Joint Terrorism Task Forces and the Preventive Model of U.S. Counterterrorism

Over two decades after their post-9/11 expansion, the FBI’s Joint Terrorism Task Forces (JTTFs) remain the central platform for operationalizing U.S. counterterrorism strategy. This webinar explored how the JTTF model has matured into a preventive framework designed to detect and interdict threats before they materialize - shifting the paradigm from reactive response to proactive disruption.
Through two case studies - the 2009 plot by Hosam Smadi to detonate a vehicle bomb in a Dallas, TX high-rise, and the 2011 WMD conspiracy involving Khalid Aldawsari - this session with Tom Petrowski, FBI Supervisory Special Agent (Retired), and Jennifer Baker, Senior Research Fellow, examined how JTTFs integrate intelligence, investigative tools, and interagency collaboration to identify threats at the earliest stage. These case examples illustrate the continued relevance of the JTTF model as terrorism threats evolve, reaffirming prevention as the organizing principle of domestic counterterrorism practice.
On August 26th, 2025,the Program on Extremism at The George Washington University hosted a webinar marking the 45th anniversary of the FBI’s Joint Terrorism Task Force (JTTF). The event was moderated by Senior Research Fellow Jennifer Baker, a retired FBI special agent, and featured retired FBI Supervisory Special Agent Tom Petrowski, former head of the North Texas JTTF.
Baker opened by emphasizing the JTTF’s role as the cornerstone of U.S. counterterrorism since its creation in 1980, describing how it unites federal, state, and local partners in a preventative framework. She introduced Petrowski, whose career included leading the Dallas JTTF, serving in Iraq, working with the CIA’s Counterterrorism Center, instructing at the FBI Academy in Quantico, and serving as chief division counsel in Dallas.
Petrowski traced the history of the JTTF, noting that between 1980 and 9/11 the United States experienced more than 250 terrorist incidents, yet significant systemic change did not occur until after the September 11 attacks.

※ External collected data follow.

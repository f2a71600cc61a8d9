//! Tick budgets and synchronous-execution penalty accounting.

use std::sync::atomic::{AtomicU64, Ordering};
use std::time::Duration;

/// Work allowed per queue per tick.
#[derive(Debug, Clone, Copy, PartialEq, Eq)]
pub struct TickBudget {
    /// Wall-clock time a drain may spend.
    pub max_time: Duration,
    /// Requests a drain may process.
    pub max_requests: usize,
}

/// Rolling debt of time spent executing requests synchronously.
///
/// Every synchronous stage execution charges its cost; every host tick pays
/// back one tick length. While the debt is at or above the tick budget no
/// further synchronous execution is allowed.
#[derive(Debug)]
pub struct PenaltyClock {
    debt_ns: AtomicU64,
    tick_ns: u64,
}

impl PenaltyClock {
    /// Creates a clock that decays by `tick_ms` per host tick.
    #[must_use]
    pub const fn new(tick_ms: u64) -> Self {
        Self {
            debt_ns: AtomicU64::new(0),
            tick_ns: tick_ms.saturating_mul(1_000_000),
        }
    }

    /// Adds the cost of one synchronous execution.
    pub fn charge(&self, cost: Duration) {
        // Nanoseconds, so sub-millisecond runs still add up.
        let cost_ns = u64::try_from(cost.as_nanos()).unwrap_or(u64::MAX);
        let _ = self
            .debt_ns
            .fetch_update(Ordering::AcqRel, Ordering::Acquire, |debt| Some(debt.saturating_add(cost_ns)));
    }

    /// Pays back one host tick.
    pub fn decay(&self) {
        let tick_ns = self.tick_ns;
        let _ = self
            .debt_ns
            .fetch_update(Ordering::AcqRel, Ordering::Acquire, |debt| Some(debt.saturating_sub(tick_ns)));
    }

    /// Current debt.
    #[must_use]
    pub fn debt(&self) -> Duration {
        Duration::from_nanos(self.debt_ns.load(Ordering::Acquire))
    }

    /// Returns true while the debt is below `max_time`.
    #[must_use]
    pub fn allows(&self, max_time: Duration) -> bool {
        self.debt() < max_time
    }
}
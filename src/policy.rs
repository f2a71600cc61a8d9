//! Caller intent and its translation into scheduling flags.
//!
//! [`resolve`] is the single source of scheduling truth: every request's
//! initial stage flags and priority come from this table. It is pure (no I/O,
//! no clock) so the same inputs always produce the same resolution.

use serde::{Deserialize, Serialize};

use crate::request::{RequestFlags, DEFAULT_PRIORITY, HIGH_PRIORITY};

/// When the edit should be applied.
#[derive(Debug, Clone, Copy, PartialEq, Eq, Hash, Serialize, Deserialize)]
#[serde(rename_all = "snake_case")]
pub enum EditPolicy {
    /// Apply inline on the caller's thread regardless of budget.
    ForceImmediate,
    /// Apply inline when the tick budget allows, otherwise queue.
    Immediate,
    /// Always queue.
    Deferred,
}

/// When affected chunks should be sent.
#[derive(Debug, Clone, Copy, PartialEq, Eq, Hash, Serialize, Deserialize)]
#[serde(rename_all = "snake_case")]
pub enum SendPolicy {
    /// Send right after recalculation, bypassing aggregation.
    Immediate,
    /// Aggregate and send once per observer tick.
    Deferred,
}

/// Engine-wide choice for when recalculation happens on synchronous edits.
#[derive(Debug, Clone, Copy, PartialEq, Eq, Hash, Default, Serialize, Deserialize)]
#[serde(rename_all = "snake_case")]
pub enum RelightPolicy {
    /// Recalculate inline with the edit.
    Forward,
    /// Recalculate on a later tick.
    #[default]
    Deferred,
}

impl EditPolicy {
    /// Returns a short stable identifier suitable for logging.
    #[must_use]
    pub const fn name(self) -> &'static str {
        match self {
            Self::ForceImmediate => "force_immediate",
            Self::Immediate => "immediate",
            Self::Deferred => "deferred",
        }
    }
}

impl SendPolicy {
    /// Returns a short stable identifier suitable for logging.
    #[must_use]
    pub const fn name(self) -> &'static str {
        match self {
            Self::Immediate => "immediate",
            Self::Deferred => "deferred",
        }
    }
}

impl RelightPolicy {
    /// Returns a short stable identifier suitable for logging.
    #[must_use]
    pub const fn name(self) -> &'static str {
        match self {
            Self::Forward => "forward",
            Self::Deferred => "deferred",
        }
    }
}

/// Initial flags and priority for a new request.
#[derive(Debug, Clone, Copy, PartialEq, Eq)]
pub struct Resolution {
    /// Stage flags, always including [`RequestFlags::EDIT`].
    pub flags: RequestFlags,
    /// Scheduling priority.
    pub priority: i32,
}

/// Resolves caller intent into request flags and priority.
///
/// - `ForceImmediate`: recalculate and send separately at high priority;
///   `can_run_sync_now` is ignored.
/// - `Immediate`: the send policy picks the send flag (`+1` for a separate
///   send); when synchronous execution is allowed the relight policy decides
///   between inline (`+1`) and deferred recalculation, otherwise it is deferred.
/// - `Deferred`: recalculation is always deferred; the send flag is picked as above.
#[must_use]
pub fn resolve(
    edit: EditPolicy,
    send: SendPolicy,
    relight: RelightPolicy,
    can_run_sync_now: bool,
) -> Resolution {
    let mut flags = RequestFlags::EDIT;
    let mut priority = DEFAULT_PRIORITY;

    match edit {
        EditPolicy::ForceImmediate => {
            flags |= RequestFlags::RECALCULATE | RequestFlags::SEPARATE_SEND;
            priority = HIGH_PRIORITY;
        }
        EditPolicy::Immediate => {
            priority += apply_send_policy(&mut flags, send);
            if can_run_sync_now {
                match relight {
                    RelightPolicy::Forward => {
                        flags |= RequestFlags::RECALCULATE;
                        priority += 1;
                    }
                    RelightPolicy::Deferred => flags |= RequestFlags::DEFERRED_RECALCULATE,
                }
            } else {
                flags |= RequestFlags::DEFERRED_RECALCULATE;
            }
        }
        EditPolicy::Deferred => {
            flags |= RequestFlags::DEFERRED_RECALCULATE;
            priority += apply_send_policy(&mut flags, send);
        }
    }

    Resolution { flags, priority }
}

/// Adds the send flag and returns the priority bump.
fn apply_send_policy(flags: &mut RequestFlags, send: SendPolicy) -> i32 {
    match send {
        SendPolicy::Immediate => {
            *flags |= RequestFlags::SEPARATE_SEND;
            1
        }
        SendPolicy::Deferred => {
            *flags |= RequestFlags::COMBINED_SEND;
            0
        }
    }
}

#[cfg(test)]
mod tests {
    use super::*;

    const ALL_EDIT: [EditPolicy; 3] = [EditPolicy::ForceImmediate, EditPolicy::Immediate, EditPolicy::Deferred];
    const ALL_SEND: [SendPolicy; 2] = [SendPolicy::Immediate, SendPolicy::Deferred];
    const ALL_RELIGHT: [RelightPolicy; 2] = [RelightPolicy::Forward, RelightPolicy::Deferred];

    #[test]
    fn deferred_deferred_without_sync() {
        let r = resolve(EditPolicy::Deferred, SendPolicy::Deferred, RelightPolicy::Deferred, false);
        assert_eq!(
            r.flags,
            RequestFlags::EDIT | RequestFlags::DEFERRED_RECALCULATE | RequestFlags::COMBINED_SEND
        );
        assert_eq!(r.priority, 5);
    }

    #[test]
    fn force_immediate_ignores_everything_else() {
        for send in ALL_SEND {
            for relight in ALL_RELIGHT {
                for sync in [true, false] {
                    let r = resolve(EditPolicy::ForceImmediate, send, relight, sync);
                    assert_eq!(
                        r.flags,
                        RequestFlags::EDIT | RequestFlags::RECALCULATE | RequestFlags::SEPARATE_SEND
                    );
                    assert_eq!(r.priority, HIGH_PRIORITY);
                }
            }
        }
    }

    #[test]
    fn immediate_forward_with_sync_recalculates_inline() {
        let r = resolve(EditPolicy::Immediate, SendPolicy::Immediate, RelightPolicy::Forward, true);
        assert_eq!(
            r.flags,
            RequestFlags::EDIT | RequestFlags::SEPARATE_SEND | RequestFlags::RECALCULATE
        );
        assert_eq!(r.priority, 7);

        let r = resolve(EditPolicy::Immediate, SendPolicy::Deferred, RelightPolicy::Forward, true);
        assert_eq!(
            r.flags,
            RequestFlags::EDIT | RequestFlags::COMBINED_SEND | RequestFlags::RECALCULATE
        );
        assert_eq!(r.priority, 6);
    }

    #[test]
    fn immediate_deferred_relight_with_sync() {
        let r = resolve(EditPolicy::Immediate, SendPolicy::Deferred, RelightPolicy::Deferred, true);
        assert_eq!(
            r.flags,
            RequestFlags::EDIT | RequestFlags::COMBINED_SEND | RequestFlags::DEFERRED_RECALCULATE
        );
        assert_eq!(r.priority, 5);
    }

    #[test]
    fn immediate_without_sync_always_defers_recalculation() {
        for relight in ALL_RELIGHT {
            let r = resolve(EditPolicy::Immediate, SendPolicy::Immediate, relight, false);
            assert!(r.flags.contains(RequestFlags::DEFERRED_RECALCULATE));
            assert!(!r.flags.contains(RequestFlags::RECALCULATE));
            assert_eq!(r.priority, 6);
        }
    }

    #[test]
    fn deferred_only_bumps_for_separate_send() {
        for relight in ALL_RELIGHT {
            for sync in [true, false] {
                let r = resolve(EditPolicy::Deferred, SendPolicy::Immediate, relight, sync);
                assert_eq!(
                    r.flags,
                    RequestFlags::EDIT | RequestFlags::DEFERRED_RECALCULATE | RequestFlags::SEPARATE_SEND
                );
                assert_eq!(r.priority, 6);
            }
        }
    }

    #[test]
    fn every_resolution_edits_and_picks_one_send_and_one_recalculation() {
        for edit in ALL_EDIT {
            for send in ALL_SEND {
                for relight in ALL_RELIGHT {
                    for sync in [true, false] {
                        let r = resolve(edit, send, relight, sync);
                        assert!(r.flags.contains(RequestFlags::EDIT));
                        assert!(!r.flags.contains(RequestFlags::FORCE_SEND));

                        let sends = r.flags & (RequestFlags::SEPARATE_SEND | RequestFlags::COMBINED_SEND);
                        assert_eq!(sends.bits().count_ones(), 1, "{edit:?} {send:?} {relight:?} {sync}");

                        let recalcs =
                            r.flags & (RequestFlags::RECALCULATE | RequestFlags::DEFERRED_RECALCULATE);
                        assert_eq!(recalcs.bits().count_ones(), 1, "{edit:?} {send:?} {relight:?} {sync}");
                    }
                }
            }
        }
    }

    #[test]
    fn policies_serialize_as_snake_case() {
        let json = serde_json::to_string(&EditPolicy::ForceImmediate).unwrap();
        assert_eq!(json, "\"force_immediate\"");
        let relight: RelightPolicy = serde_json::from_str("\"forward\"").unwrap();
        assert_eq!(relight, RelightPolicy::Forward);
    }
}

While the 1993 World Trade Center bombing should have served as a wake-up call, he argued, transformation only came in the aftermath of 9/11. The number of JTTFs grew dramatically, the FBI deepened coordination with the CIA, and the Patriot Act dismantled the so-called “wall” that had previously blocked information sharing between intelligence and law enforcement. According to Petrowski, this shift turned American counterterrorism from a reactive model into a preventive one, designed to identify threats before they materialized.

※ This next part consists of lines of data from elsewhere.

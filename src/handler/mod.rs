//! The host-side lighting capability.
//!
//! The scheduler never computes light itself. Reading and writing raw values,
//! running the propagation algorithm and pushing chunk updates to clients are
//! all delegated to a [`Handler`] chosen when the context is built.
//!
//! Implementations must be safe to call from any thread; the scheduler holds
//! no lock of its own while a handler method runs.

mod memory;

pub use memory::{InMemoryHandler, SentBatch};

use crate::code::ResultCode;
use crate::light::{BlockPos, ChunkPos, LightFlags, LightLevel, WorldId};
use crate::observer::{affected_batches, ChunkBatch};

/// Physical light access for one host.
pub trait Handler: Send + Sync {
    /// Returns true if `world` exists and can be edited.
    fn is_world_available(&self, world: WorldId) -> bool;

    /// Returns true if `chunk` is loaded in `world`.
    fn is_chunk_loaded(&self, world: WorldId, chunk: ChunkPos) -> bool;

    /// Inclusive `(bottom, top)` section index range of `world`.
    fn section_range(&self, world: WorldId) -> (i32, i32);

    /// Returns true if `section_y` lies inside the world's section range.
    fn is_valid_section(&self, world: WorldId, section_y: i32) -> bool {
        let (bottom, top) = self.section_range(world);
        (bottom..=top).contains(&section_y)
    }

    /// Returns true if every channel in `kinds` is stored for `world`.
    fn is_value_kind_supported(&self, world: WorldId, kinds: LightFlags) -> bool;

    /// Writes a raw light value without propagating it.
    fn set_raw_value(&self, world: WorldId, pos: BlockPos, level: LightLevel, kinds: LightFlags) -> ResultCode;

    /// Reads a raw light value. Block light wins when both kinds are requested.
    fn get_raw_value(&self, world: WorldId, pos: BlockPos, kinds: LightFlags) -> LightLevel;

    /// Propagates pending light changes around `pos`.
    ///
    /// Returns [`ResultCode::RecalculateNoChanges`] when there was nothing to do.
    fn recalculate(&self, world: WorldId, pos: BlockPos, kinds: LightFlags) -> ResultCode;

    /// Creates an empty batch for `chunk`.
    fn create_chunk_batch(&self, world: WorldId, chunk: ChunkPos) -> ChunkBatch {
        let (bottom, top) = self.section_range(world);
        ChunkBatch::new(world, chunk, bottom, top)
    }

    /// Batches for every chunk a light of `level` at `pos` can reach.
    fn collect_affected_regions(
        &self,
        world: WorldId,
        pos: BlockPos,
        level: LightLevel,
        kinds: LightFlags,
    ) -> Vec<ChunkBatch> {
        affected_batches(self, world, pos, level, kinds)
    }

    /// Sends the dirty sections of one chunk to whoever is watching it.
    fn send_chunk_batch(&self, batch: &ChunkBatch) -> ResultCode;
}
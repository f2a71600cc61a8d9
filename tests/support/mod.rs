#![allow(dead_code)]

use std::sync::atomic::{AtomicBool, Ordering};
use std::sync::{Arc, Mutex};
use std::thread;
use std::time::Duration;

use relight::{
    BackgroundService, BlockPos, Callback, ChunkBatch, ChunkPos, Handler, InMemoryHandler, LightFlags, LightLevel,
    RelightResult, RequestFlags, ResultCode, ScheduledTask, Task, WorldId,
};

pub fn init_logging() {
    let _ = env_logger::builder().is_test(true).try_init();
}

/// Background service driven by hand: liveness is a switch and scheduled
/// tasks only run when the test asks.
#[derive(Default)]
pub struct ManualService {
    alive: AtomicBool,
    tasks: Mutex<Vec<(String, Task)>>,
    shut_down: AtomicBool,
}

impl ManualService {
    pub fn alive() -> Self {
        let service = Self::default();
        service.alive.store(true, Ordering::SeqCst);
        service
    }

    pub fn set_alive(&self, alive: bool) {
        self.alive.store(alive, Ordering::SeqCst);
    }

    pub fn scheduled_names(&self) -> Vec<String> {
        self.tasks.lock().unwrap().iter().map(|(name, _)| name.clone()).collect()
    }

    pub fn run(&self, name: &str) {
        let task = self
            .tasks
            .lock()
            .unwrap()
            .iter()
            .find(|(n, _)| n == name)
            .map(|(_, task)| Arc::clone(task))
            .unwrap_or_else(|| panic!("no task named {name}"));
        task();
    }

    pub fn is_shut_down(&self) -> bool {
        self.shut_down.load(Ordering::SeqCst)
    }
}

impl BackgroundService for ManualService {
    fn heartbeat(&self) {
        self.alive.store(true, Ordering::SeqCst);
    }

    fn can_execute_sync(&self, _max_time: Duration) -> bool {
        self.alive.load(Ordering::SeqCst)
    }

    fn is_host_thread(&self) -> bool {
        true
    }

    fn schedule_with_fixed_delay(
        &self,
        name: &str,
        _initial_delay: Duration,
        _delay: Duration,
        task: Task,
    ) -> RelightResult<ScheduledTask> {
        self.tasks.lock().unwrap().push((name.to_string(), task));
        Ok(ScheduledTask::inert(name))
    }

    fn shutdown(&self) {
        self.shut_down.store(true, Ordering::SeqCst);
    }
}

/// In-memory handler with knobs for slow edits and no-op recalculations.
#[derive(Default)]
pub struct ScriptedHandler {
    pub inner: InMemoryHandler,
    edit_delay: Mutex<Duration>,
    no_changes: AtomicBool,
}

impl ScriptedHandler {
    pub fn set_edit_delay(&self, delay: Duration) {
        *self.edit_delay.lock().unwrap() = delay;
    }

    pub fn always_report_no_changes(&self, enabled: bool) {
        self.no_changes.store(enabled, Ordering::SeqCst);
    }
}

impl Handler for ScriptedHandler {
    fn is_world_available(&self, world: WorldId) -> bool {
        self.inner.is_world_available(world)
    }

    fn is_chunk_loaded(&self, world: WorldId, chunk: ChunkPos) -> bool {
        self.inner.is_chunk_loaded(world, chunk)
    }

    fn section_range(&self, world: WorldId) -> (i32, i32) {
        self.inner.section_range(world)
    }

    fn is_value_kind_supported(&self, world: WorldId, kinds: LightFlags) -> bool {
        self.inner.is_value_kind_supported(world, kinds)
    }

    fn set_raw_value(&self, world: WorldId, pos: BlockPos, level: LightLevel, kinds: LightFlags) -> ResultCode {
        let delay = *self.edit_delay.lock().unwrap();
        if !delay.is_zero() {
            thread::sleep(delay);
        }
        self.inner.set_raw_value(world, pos, level, kinds)
    }

    fn get_raw_value(&self, world: WorldId, pos: BlockPos, kinds: LightFlags) -> LightLevel {
        self.inner.get_raw_value(world, pos, kinds)
    }

    fn recalculate(&self, world: WorldId, pos: BlockPos, kinds: LightFlags) -> ResultCode {
        let code = self.inner.recalculate(world, pos, kinds);
        if self.no_changes.load(Ordering::SeqCst) && code.is_success() {
            return ResultCode::RecalculateNoChanges;
        }
        code
    }

    fn send_chunk_batch(&self, batch: &ChunkBatch) -> ResultCode {
        self.inner.send_chunk_batch(batch)
    }
}

/// Registers `name` with sections `0..=15` and loads chunks within `radius` of the origin.
pub fn add_world(handler: &InMemoryHandler, name: &str, radius: i32) -> WorldId {
    let world = WorldId::from_name(name);
    handler.add_world(world, 0, 15);
    for x in -radius..=radius {
        for z in -radius..=radius {
            handler.load_chunk(world, ChunkPos::new(x, z));
        }
    }
    world
}

pub type StageLog = Arc<Mutex<Vec<(RequestFlags, ResultCode)>>>;

pub fn recorder() -> (StageLog, Callback) {
    let log: StageLog = Arc::new(Mutex::new(Vec::new()));
    let sink = Arc::clone(&log);
    let callback: Callback = Arc::new(move |stage: RequestFlags, code: ResultCode| {
        sink.lock().unwrap().push((stage, code));
    });
    (log, callback)
}

/// Callback that appends `tag` to `order` when the edit stage reports.
pub fn edit_order(order: &Arc<Mutex<Vec<u32>>>, tag: u32) -> Callback {
    let order = Arc::clone(order);
    Arc::new(move |stage: RequestFlags, _code: ResultCode| {
        if stage == RequestFlags::EDIT {
            order.lock().unwrap().push(tag);
        }
    })
}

He illustrated this through two case studies. The first involved Khaled Aldosari, a Saudi national whose attempt to purchase suspicious chemicals was detected through the JTTF’s “tripwire program.” This discovery led investigators to his bomb lab in Lubbock, Texas, and prevented planned attacks on Dallas nightclubs and Times Square in New York. The second case involved Hosam Sami, a Jordanian national radicalized online who plotted to detonate a vehicle bomb at Dallas’s Fountain Place skyscraper. An extensive undercover operation revealed his intent, and behavioral analysts ranked him as one of the most dangerous suspects in the country. Sami was eventually arrested after attempting to detonate what he believed was a live device. Petrowski emphasized that the true success of both operations lay not in the arrests themselves but in the intelligence systems that identified the threats before attacks could occur.
In the discussion that followed, Petrowski reflected on the lessons of these cases and the broader JTTF mission. He described how interagency cooperation improved dramatically after 9/11 once information sharing barriers were removed, and he rejected the notion that federal support for JTTFs is declining, noting that they remain well-staffed and highly active. He explained that while fusion centers are distinct from JTTFs, they maintain close relationships in support of counterterrorism work. He also stressed that JTTFs must continue to adapt to evolving threats, particularly online radicalization, the rise of domestic extremism, and the growing challenges posed by encrypted communications and artificial intelligence. He noted that concerns about entrapment in the Sami case had been anticipated and effectively neutralized, with even the defense conceding there was no issue. He also reflected on the troubling reality of youth radicalization, which remains a persistent challenge worldwide. Finally, he highlighted the crucial role of FBI legal attachés abroad in linking international intelligence with domestic JTTFs.